use crate::utils::error::{GatewayError, Result};
use regex::Regex;
use std::sync::OnceLock;
use url::Url;

pub trait Validate {
    fn validate(&self) -> Result<()>;
}

fn order_id_regex() -> &'static Regex {
    static RE: OnceLock<Regex> = OnceLock::new();
    // PayPal order tokens are uppercase alphanumeric, typically 17 characters.
    RE.get_or_init(|| Regex::new(r"^[A-Z0-9]{10,20}$").unwrap())
}

fn amount_regex() -> &'static Regex {
    static RE: OnceLock<Regex> = OnceLock::new();
    RE.get_or_init(|| Regex::new(r"^[0-9]+(\.[0-9]{1,2})?$").unwrap())
}

fn currency_regex() -> &'static Regex {
    static RE: OnceLock<Regex> = OnceLock::new();
    RE.get_or_init(|| Regex::new(r"^[A-Za-z]{3}$").unwrap())
}

/// Validate an amount given as a JSON number or numeric string and normalize it
/// to the two-decimal string form PayPal expects in `amount.value`.
pub fn validate_amount(field_name: &str, value: &serde_json::Value) -> Result<String> {
    let raw = match value {
        serde_json::Value::String(s) => s.trim().to_string(),
        serde_json::Value::Number(n) => n.to_string(),
        other => {
            return Err(GatewayError::InvalidField {
                field: field_name.to_string(),
                value: other.to_string(),
                reason: "Amount must be a number or a numeric string".to_string(),
            })
        }
    };

    if !amount_regex().is_match(&raw) {
        return Err(GatewayError::InvalidField {
            field: field_name.to_string(),
            value: raw,
            reason: "Amount must be a positive number with at most two decimal places"
                .to_string(),
        });
    }

    let parsed: f64 = raw.parse().map_err(|_| GatewayError::InvalidField {
        field: field_name.to_string(),
        value: raw.clone(),
        reason: "Amount is not a valid number".to_string(),
    })?;

    if parsed <= 0.0 {
        return Err(GatewayError::InvalidField {
            field: field_name.to_string(),
            value: raw,
            reason: "Amount must be greater than zero".to_string(),
        });
    }

    Ok(format!("{:.2}", parsed))
}

/// Validate a three-letter ISO-4217 alpha code, normalizing to uppercase.
pub fn validate_currency(field_name: &str, value: &str) -> Result<String> {
    let trimmed = value.trim();
    if !currency_regex().is_match(trimmed) {
        return Err(GatewayError::InvalidField {
            field: field_name.to_string(),
            value: value.to_string(),
            reason: "Currency must be a three-letter ISO-4217 code".to_string(),
        });
    }
    Ok(trimmed.to_ascii_uppercase())
}

pub fn validate_order_id(field_name: &str, value: &str) -> Result<()> {
    if !order_id_regex().is_match(value) {
        return Err(GatewayError::InvalidField {
            field: field_name.to_string(),
            value: value.to_string(),
            reason: "Order ID must be 10-20 uppercase alphanumeric characters".to_string(),
        });
    }
    Ok(())
}

pub fn validate_url(field_name: &str, url_str: &str) -> Result<()> {
    if url_str.is_empty() {
        return Err(GatewayError::InvalidField {
            field: field_name.to_string(),
            value: url_str.to_string(),
            reason: "URL cannot be empty".to_string(),
        });
    }

    match Url::parse(url_str) {
        Ok(url) => match url.scheme() {
            "http" | "https" => Ok(()),
            scheme => Err(GatewayError::InvalidField {
                field: field_name.to_string(),
                value: url_str.to_string(),
                reason: format!("Unsupported URL scheme: {}", scheme),
            }),
        },
        Err(e) => Err(GatewayError::InvalidField {
            field: field_name.to_string(),
            value: url_str.to_string(),
            reason: format!("Invalid URL format: {}", e),
        }),
    }
}

pub fn validate_required_field<'a, T>(field_name: &str, value: &'a Option<T>) -> Result<&'a T> {
    value.as_ref().ok_or_else(|| GatewayError::MissingField {
        field: field_name.to_string(),
    })
}

pub fn validate_non_empty_string(field_name: &str, value: &str) -> Result<()> {
    if value.trim().is_empty() {
        return Err(GatewayError::InvalidField {
            field: field_name.to_string(),
            value: value.to_string(),
            reason: "Value cannot be empty or whitespace-only".to_string(),
        });
    }
    Ok(())
}

pub fn validate_range<T: PartialOrd + std::fmt::Display + Copy>(
    field_name: &str,
    value: T,
    min: T,
    max: T,
) -> Result<()> {
    if value < min || value > max {
        return Err(GatewayError::InvalidField {
            field: field_name.to_string(),
            value: value.to_string(),
            reason: format!("Value must be between {} and {}", min, max),
        });
    }
    Ok(())
}
use crate::domain::model::{CapturedOrder, CreatedOrder, OrderDraft};
use crate::utils::error::Result;
use async_trait::async_trait;

/// Seam between the gateway and the payment vendor. The gateway only ever
/// needs these two calls.
#[async_trait]
pub trait PaymentProcessor: Send + Sync {
    async fn create_order(&self, draft: &OrderDraft) -> Result<CreatedOrder>;

    async fn capture_order(&self, order_id: &str) -> Result<CapturedOrder>;
}
#[cfg(feature = "lambda")]
use aws_lambda_events::encodings::Body;
#[cfg(feature = "lambda")]
use aws_lambda_events::event::apigw::{ApiGatewayProxyRequest, ApiGatewayProxyResponse};
#[cfg(feature = "lambda")]
use aws_lambda_events::http::{header::CONTENT_TYPE, HeaderMap, HeaderValue};
#[cfg(feature = "lambda")]
use lambda_runtime::{run, service_fn, Error, LambdaEvent};
#[cfg(feature = "lambda")]
use paypal_gateway::utils::{logger, validation::Validate};
#[cfg(feature = "lambda")]
use paypal_gateway::{Config, Envelope, OrderGateway, PayPalClient};

#[cfg(feature = "lambda")]
async fn handle(body: Option<&str>) -> Envelope {
    // Production gating has to hold even when config loading itself fails.
    let production = std::env::var("NODE_ENV")
        .map(|v| v == "production")
        .unwrap_or(false);

    let config = match Config::from_env().and_then(|c| c.validate().map(|_| c)) {
        Ok(config) => config,
        Err(e) => {
            tracing::error!("Configuration validation failed: {}", e);
            return e.to_envelope(production);
        }
    };

    let client = match PayPalClient::new(&config) {
        Ok(client) => client,
        Err(e) => {
            tracing::error!("Failed to build PayPal client: {}", e);
            return e.to_envelope(config.production);
        }
    };

    OrderGateway::new(client, config.production)
        .handle_raw(body)
        .await
}

#[cfg(feature = "lambda")]
async fn function_handler(
    event: LambdaEvent<ApiGatewayProxyRequest>,
) -> Result<ApiGatewayProxyResponse, Error> {
    let envelope = handle(event.payload.body.as_deref()).await;

    let mut headers = HeaderMap::new();
    headers.insert(CONTENT_TYPE, HeaderValue::from_static("application/json"));

    Ok(ApiGatewayProxyResponse {
        status_code: i64::from(envelope.http_status()),
        headers,
        body: Some(Body::Text(serde_json::to_string(&envelope)?)),
        ..Default::default()
    })
}

#[cfg(feature = "lambda")]
#[tokio::main]
async fn main() -> Result<(), Error> {
    logger::init_lambda_logger();

    run(service_fn(function_handler)).await
}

#### [WHAT YOU HAVE TO DO]
Going through the data above, count each line that contains "CapturedOrder" and give only that figure.

#### [SOLUTION TO THE EXERCISE]
2